Even before Charlie Kirk’s murder in Utah, which has led conservatives to declare war on “the left” as the source of all the nation’s problems, evangelical leaders were blaming transgender people as the source of evil.
A Sunday funeral remembered an 8-year-old victim of the Aug. 27 mass shooting at the Church of the Annunciation in Minneapolis. It could take months or years to determine a motive, but conservative activists said they’ve already discerned the root cause: “trans terrorism.”
That’s what Matt Walsh called the shooting — which killed two children and injured 21 other people — in his Aug. 28 podcast, “Trans Shooter Murders Catholic Kids As The Trans Terrorism Epidemic Continues.” Walsh said such killings were “inevitable” when society affirms “the perverse fantasies of sick and delusional people.”
Charlie Kirk weighed in before the sun was down on Aug. 27 with his podcast, “Trans Shooter + Anti-Christian Hate Crime Confirmed” which before his death had more than 350,000 views.
The Annunciation attack occurred two weeks after Family Research Council released its latest annual report, “Hostility Against Churches in the United States.” FRC claims hostility against Christians is rising but the report’s numbers show church incidents actually declined last year.
“We must prepare ourselves for how to live amid such hostility, should this trend continue or perhaps get even worse,” the report warns.
Conservative Christian groups quickly took up the claim that the root cause of the Annunciation killings was transgender identity.
“Confusion and Delusion Lead to Tragic Deaths,” said an article from Focus on the Family: “Sexual confusion and delusion don’t always lead to a mass shooting, of course, but enabling and even celebrating what is an obvious lie benefits absolutely nobody and puts countless individuals and groups into grave and perilous danger.”
Minnesota’s leaders “have created this environment” that led to the killing by promoting “radical trans ideology,” said Craig DeRoche of the Family Policy Alliance, which partners with Focus in 40 states and led the fight for bills in dozens of states that outlawed trans treatments and trans sports participation.
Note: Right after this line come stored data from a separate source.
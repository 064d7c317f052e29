//! # TitleBar Component
//!
//! Top status bar showing application state.
//!
//! ## Responsibilities
//!
//! - Display the remap state (Shan or Latin input)
//! - Display the session-opened timestamp
//! - Display status messages (e.g., "Shan remap off", "12 chars")
//!
//! TitleBar is purely presentational — it receives all data as props and has
//! no internal state. The props come from different owners (`remap_enabled`
//! and `status_message` from core App state, `opened_at` formatted by the
//! caller), but the TitleBar doesn't care where they come from.

use crate::tui::component::Component;
use ratatui::Frame;
use ratatui::layout::Rect;
use ratatui::text::Span;

/// Top status bar component.
///
/// # Props
///
/// All fields are "props" (configuration from parent):
/// - `remap_enabled`: Whether QWERTY→Shan substitution is active
/// - `status_message`: Transient status (e.g., "Shan remap off")
/// - `opened_at`: Pre-formatted session start time (e.g., "14:02")
pub struct TitleBar {
    pub remap_enabled: bool,
    pub status_message: String,
    pub opened_at: String,
}

impl TitleBar {
    pub fn new(remap_enabled: bool, status_message: String, opened_at: String) -> Self {
        Self {
            remap_enabled,
            status_message,
            opened_at,
        }
    }
}

impl Component for TitleBar {
    /// Render the title bar as a single line with conditional formatting.
    fn render(&mut self, frame: &mut Frame, area: Rect) {
        let input_label = if self.remap_enabled { "Shan" } else { "Latin" };
        let title_text = if self.status_message.is_empty() {
            format!("Shan Note ({input_label}) | opened {}", self.opened_at)
        } else {
            format!(
                "Shan Note ({input_label}) | opened {} | {}",
                self.opened_at, self.status_message
            )
        };

        frame.render_widget(Span::raw(title_text), area);
    }
}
DeRoche criticized Minneapolis Mayor Jacob Frey, claiming he and other Minnesota leaders have embraced “a religion of intolerance” that wars against Christianity. The state’s problems began in the 1960s, 1970s and 1980s when voters rejected Richard Nixon and Ronald Reagan and instead chose to “hold on to stupid,” DeRoche said.
“When people act like they’re God, all kinds of bad things can happen,” DeRoche declared.
Neither the Focus article nor the Family Policy Alliance video used the word “gun” in their analyses of the shooting.
The FBI is investigating the shooting as “an act of domestic terrorism and hate crime targeting Catholics.” Shooter Robin Westman, who attended Annunciation, requested a 2019 legal name change from Robert.
The killer’s journals paint a picture of a deeply disturbed individual who expressed hate against many groups. The church may have been chosen for the attack because it was a soft target that promised a high kill and injury rate.
Earlier this year, the FBI used a new term to describe one teenaged killer: “Nihilistic Violent Extremist.” Writer David Brooks said the FBI should follow a similar approach with the Annunciation killer, saying the shooting was not anti-Christian or anti-any ideology but rather arose from a world where nothing matters.
The question of motivation haunts Family Research Council’s latest annual report, “Hostility Against Churches in the United States.” The report is confusing, perhaps intentionally so. FRC said the number of incidents at churches in 2024 actually declined from 2023 while simultaneously claiming that hostility against Christians is rising.
Another problem: FRC claims its report documents “over 400 acts of hostility,” but the text of the report contradicts that claim by acknowledging that “motivations for many of these incidents remain unknown.”
“The majority of 415 incidents cited were cases of vandalism … , not hostility against churches or the Christian faith.”
For example, the majority of 415 incidents cited were cases of vandalism (284 incidents), some of which may have been motivated by desire for financial gain, not hostility against churches or the Christian faith.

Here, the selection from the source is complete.